In response AFA launched a boycott of Ford products in 2006. Thus far, 761,000 have signed a Boycott Ford Pledge and doubtless many more of 2.8 million AFA activists are buying other cars.  In 18 of the last 20 months, Ford Inc. sales have dropped 9.5 percent in October, for example, from one year ago. Ford cars plunged an astonishing 32 percent.

By contrast, GM sales were up 3.4 percent and had risen for three straight months. Toyota gained 4.5 percent, outselling Ford to rank No. 2 in U.S. sales. Chrysler rose 7 percent.

Ford blames its decline on a "previously planned reduction in daily rental sales." However, it would never admit that a Christian boycott was working.

Ford is so impervious to AFA's criticism, that it has actually escalated its promotion of the gay agenda.  Ford sponsored a Jan.16, 2007 episode of "Dirt" on Fox showing one man move his hand down another man's shirt, rubbing his crotch. He undoes the man's belt, pants and zipper, and moves toward his penis. In a distance shot, he is seen giving oral sex. In August, Ford donated $25,000 to the Human Rights Campaign, America's largest homosexual activist organization, to defeat a Federal Marriage Amendment.

In an  "Advocate" interview for a four page profile, "Driving the Gay Market," Ford indicated it might escalate its gay-specific ads. Ford spokesman Jim Cain said, "We haven't ruled out the possibility of doing more targeted (gay) ads..."

More? Ford is already the largest sponsor of programs sponsoring homosexuality on prime time TV. (Toyota, AT&T and Proctor & Gamble are other big sponsors.)

One wonders why Ford can't do simple math.
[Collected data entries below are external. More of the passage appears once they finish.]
use crate::frame::Frame;
use crate::store::Store;
use crate::Error;

pub trait Executable {
    fn exec(self, store: Store) -> Result<Frame, Error>;
}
Four out of five Americans say they are Christian while only 3 percent are homosexual and 1 percent Lesbian.  Arby's, 3M, Dairy Queen and Dentyne quickly dropped their sponsorship of offensive programs after being targeted by AFA activists.

Don Wildmon modestly observes, "I don't know if we have had an impact.  The culture is a lot worse, a whole lot worse." 

Yet imagine how much worse things would be if it were not for the American Family Association.